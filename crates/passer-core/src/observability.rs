use std::sync::atomic::{AtomicUsize, Ordering};

use serde::{Deserialize, Serialize};

use crate::domain::Outcome;

/// Snapshot of execute outcomes since the registry was created.
#[derive(Debug, Clone, Default, PartialEq, Eq, Serialize, Deserialize)]
pub struct ExecutionCounts {
    pub completed: usize,
    pub handler_failed: usize,
    pub canceled: usize,
    pub deadline_exceeded: usize,
    pub rejected: usize,
    pub panicked: usize,
}

impl ExecutionCounts {
    pub fn total(&self) -> usize {
        self.completed
            + self.handler_failed
            + self.canceled
            + self.deadline_exceeded
            + self.rejected
            + self.panicked
    }
}

/// Lock-free counters updated once per execute call.
#[derive(Debug, Default)]
pub(crate) struct OutcomeCounters {
    completed: AtomicUsize,
    handler_failed: AtomicUsize,
    canceled: AtomicUsize,
    deadline_exceeded: AtomicUsize,
    rejected: AtomicUsize,
    panicked: AtomicUsize,
}

impl OutcomeCounters {
    pub(crate) fn record(&self, outcome: Outcome) {
        let counter = match outcome {
            Outcome::Completed => &self.completed,
            Outcome::HandlerFailed => &self.handler_failed,
            Outcome::Canceled => &self.canceled,
            Outcome::DeadlineExceeded => &self.deadline_exceeded,
            Outcome::Rejected => &self.rejected,
            Outcome::Panicked => &self.panicked,
        };
        counter.fetch_add(1, Ordering::Relaxed);
    }

    pub(crate) fn snapshot(&self) -> ExecutionCounts {
        ExecutionCounts {
            completed: self.completed.load(Ordering::Relaxed),
            handler_failed: self.handler_failed.load(Ordering::Relaxed),
            canceled: self.canceled.load(Ordering::Relaxed),
            deadline_exceeded: self.deadline_exceeded.load(Ordering::Relaxed),
            rejected: self.rejected.load(Ordering::Relaxed),
            panicked: self.panicked.load(Ordering::Relaxed),
        }
    }
}

#[cfg(test)]
mod tests {
    use super::*;

    #[test]
    fn records_each_outcome_once() {
        let counters = OutcomeCounters::default();
        counters.record(Outcome::Completed);
        counters.record(Outcome::Completed);
        counters.record(Outcome::DeadlineExceeded);
        counters.record(Outcome::Rejected);

        let snap = counters.snapshot();
        assert_eq!(snap.completed, 2);
        assert_eq!(snap.deadline_exceeded, 1);
        assert_eq!(snap.rejected, 1);
        assert_eq!(snap.total(), 4);
    }
}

> **TASK STATEMENT**:
The full listing needs to be output again, exactly as it reads.

> **RESPONSE BOX**:
filename crates/passer-core/src/observability.rs
use std::sync::atomic::{AtomicUsize, Ordering};

use serde::{Deserialize, Serialize};

use crate::domain::Outcome;

/// Snapshot of execute outcomes since the registry was created.
#[derive(Debug, Clone, Default, PartialEq, Eq, Serialize, Deserialize)]
pub struct ExecutionCounts {
    pub completed: usize,
    pub handler_failed: usize,
    pub canceled: usize,
    pub deadline_exceeded: usize,
    pub rejected: usize,
    pub panicked: usize,
}

impl ExecutionCounts {
    pub fn total(&self) -> usize {
        self.completed
            + self.handler_failed
            + self.canceled
            + self.deadline_exceeded
            + self.rejected
            + self.panicked
    }
}

/// Lock-free counters updated once per execute call.
#[derive(Debug, Default)]
pub(crate) struct OutcomeCounters {
    completed: AtomicUsize,
    handler_failed: AtomicUsize,
    canceled: AtomicUsize,
    deadline_exceeded: AtomicUsize,
    rejected: AtomicUsize,
    panicked: AtomicUsize,
}

impl OutcomeCounters {
    pub(crate) fn record(&self, outcome: Outcome) {
        let counter = match outcome {
            Outcome::Completed => &self.completed,
            Outcome::HandlerFailed => &self.handler_failed,
            Outcome::Canceled => &self.canceled,
            Outcome::DeadlineExceeded => &self.deadline_exceeded,
            Outcome::Rejected => &self.rejected,
            Outcome::Panicked => &self.panicked,
        };
        counter.fetch_add(1, Ordering::Relaxed);
    }

    pub(crate) fn snapshot(&self) -> ExecutionCounts {
        ExecutionCounts {
            completed: self.completed.load(Ordering::Relaxed),
            handler_failed: self.handler_failed.load(Ordering::Relaxed),
            canceled: self.canceled.load(Ordering::Relaxed),
            deadline_exceeded: self.deadline_exceeded.load(Ordering::Relaxed),
            rejected: self.rejected.load(Ordering::Relaxed),
            panicked: self.panicked.load(Ordering::Relaxed),
        }
    }
}

#[cfg(test)]
mod tests {
    use super::*;

    #[test]
    fn records_each_outcome_once() {
        let counters = OutcomeCounters::default();
        counters.record(Outcome::Completed);
        counters.record(Outcome::Completed);
        counters.record(Outcome::DeadlineExceeded);
        counters.record(Outcome::Rejected);

        let snap = counters.snapshot();
        assert_eq!(snap.completed, 2);
        assert_eq!(snap.deadline_exceeded, 1);
        assert_eq!(snap.rejected, 1);
        assert_eq!(snap.total(), 4);
    }
}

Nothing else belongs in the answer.